Now, as I wrote a few weeks ago, I’m not a fan of using Green for punt returns because he’s just too valuable as the Dogs’ top wide receiver and that’s a pretty thin position this year. Yes, he’s a supremely talented player and can make a lot of people miss, so the chances are pretty good that Green could break a long return. But to me the risk of injury is too great — remember, they choose not to do punt returns in the spring game because of that very reason.
Lilly acknowledged those concerns to Hale. “Some people would like to see it, some people wouldn’t want to see it,” he said. But he sounds sorely tempted. “I think in any position on the field and in any area of the kicking game, if somebody can help you win a football game and has that ability, you would use him there,” Lilly said.

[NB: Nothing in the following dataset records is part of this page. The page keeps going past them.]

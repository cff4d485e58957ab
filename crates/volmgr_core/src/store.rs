//! Cluster-store boundary.
//!
//! The store is the system of record for volume, restore, replica, pool and
//! budget objects. Writes are conditional on `ObjectMeta::resource_version`;
//! a stale writer gets `StoreError::Conflict` and must re-fetch.

use async_trait::async_trait;
use thiserror::Error;
use tokio::sync::broadcast;

use crate::budget::PoolDisruptionBudget;
use crate::restore::RestoreIntent;
use crate::types::{
    LabelSelector, ObjectKey, PoolInstance, VolumeReplica, VolumeReplicationRecord,
};

#[derive(Clone, Debug, PartialEq, Eq, Error)]
pub enum StoreError {
    #[error("{kind} {key} not found")]
    NotFound { kind: &'static str, key: ObjectKey },
    #[error("{kind} {key} changed concurrently (expected version {expected}, found {actual})")]
    Conflict {
        kind: &'static str,
        key: ObjectKey,
        expected: u64,
        actual: u64,
    },
    #[error("{kind} {key} already exists")]
    AlreadyExists { kind: &'static str, key: ObjectKey },
    #[error("store unavailable: {0}")]
    Transport(String),
}

impl StoreError {
    pub fn is_not_found(&self) -> bool {
        matches!(self, StoreError::NotFound { .. })
    }

    pub fn is_conflict(&self) -> bool {
        matches!(self, StoreError::Conflict { .. })
    }

    pub fn is_already_exists(&self) -> bool {
        matches!(self, StoreError::AlreadyExists { .. })
    }
}

#[derive(Clone, Copy, Debug, PartialEq, Eq)]
pub enum WatchEventKind {
    Added,
    Modified,
    Deleted,
}

/// Change notification published by the store after a successful write.
#[derive(Clone, Debug)]
pub enum StoreEvent {
    Volume {
        kind: WatchEventKind,
        key: ObjectKey,
    },
    Restore {
        kind: WatchEventKind,
        old: Option<RestoreIntent>,
        new: RestoreIntent,
    },
    VolumeReplica {
        kind: WatchEventKind,
        replica: VolumeReplica,
    },
}

#[async_trait]
pub trait ClusterStore: Send + Sync + 'static {
    async fn get_volume(&self, key: &ObjectKey) -> Result<VolumeReplicationRecord, StoreError>;

    /// Conditional update; returns the stored record with its new version.
    async fn update_volume(
        &self,
        record: VolumeReplicationRecord,
    ) -> Result<VolumeReplicationRecord, StoreError>;

    async fn list_volumes(&self, namespace: &str)
        -> Result<Vec<VolumeReplicationRecord>, StoreError>;

    async fn get_restore(&self, key: &ObjectKey) -> Result<RestoreIntent, StoreError>;

    async fn list_restores(&self, namespace: &str) -> Result<Vec<RestoreIntent>, StoreError>;

    /// Conditional write of the status group only; the spec group is kept as stored.
    async fn update_restore_status(
        &self,
        intent: RestoreIntent,
    ) -> Result<RestoreIntent, StoreError>;

    async fn list_volume_replicas(
        &self,
        namespace: &str,
        volume: &str,
    ) -> Result<Vec<VolumeReplica>, StoreError>;

    async fn list_pool_instances(
        &self,
        namespace: &str,
        selector: &LabelSelector,
    ) -> Result<Vec<PoolInstance>, StoreError>;

    /// Budgets whose own labels match `selector`.
    async fn list_disruption_budgets(
        &self,
        namespace: &str,
        selector: &LabelSelector,
    ) -> Result<Vec<PoolDisruptionBudget>, StoreError>;

    async fn create_disruption_budget(
        &self,
        budget: PoolDisruptionBudget,
    ) -> Result<PoolDisruptionBudget, StoreError>;

    fn watch(&self) -> broadcast::Receiver<StoreEvent>;
}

What do you think? Worth the gamble or not?
OTHER THOUGHTS ON G-DAY
While Todd Grantham didn’t show us much of his defensive playbook, one thing stood out about Georgia’s defense: The Dogs really look like they’re going to excel at pressuring quarterbacks. I have a feeling Justin Houston might wind up leading the conference in sacks. … Yes, as has been pointed out frequently, Zach Mettenberger racked up his impressive stats playing against the Dogs’ second-string defense. But keep in mind: He was playing behind an offensive line that was a mix of second- and third-stringers and still played smart in the pocket and completed big passes. Just sayin’. … If, God forbid, anything were to happen to Drew Butler, Georgia’s best option at punter probably would be placekicker Blair Walsh. He nailed some impressive punts during warm-ups last Saturday. … Carlton Thomas again had some impressive runs. And again fumbled. I still think his best use is not taking hand-offs but catching the ball out in the flat. … I don’t know how strictly the officials were calling the game — they didn’t blow the whistle on what should have been several sacks — but having just one penalty in the game was really encouraging. … Orson Charles had a really impressive one-handed catch where the ball was badly thrown behind him. He also later dropped a sure catch, but I think we can expect big things from him this season. … The alumni flag football game makes it well worth getting to Sanford Stadium a couple of hours early on G-Day. The Black team coached by my old Athens classmate Andy Johnson beat Larry Rakestraw’s Red team 34-27 in an entertaining match that featured, I think, only one running play all day. I lost track of how many touchdown catches LaBrone Mitchell made, and it was good to see Fred Gibson go up high to pull down a ball. Of course, he then high-stepped it into the end zone — good thing the new NCAA “taunting” rule wasn’t in effect!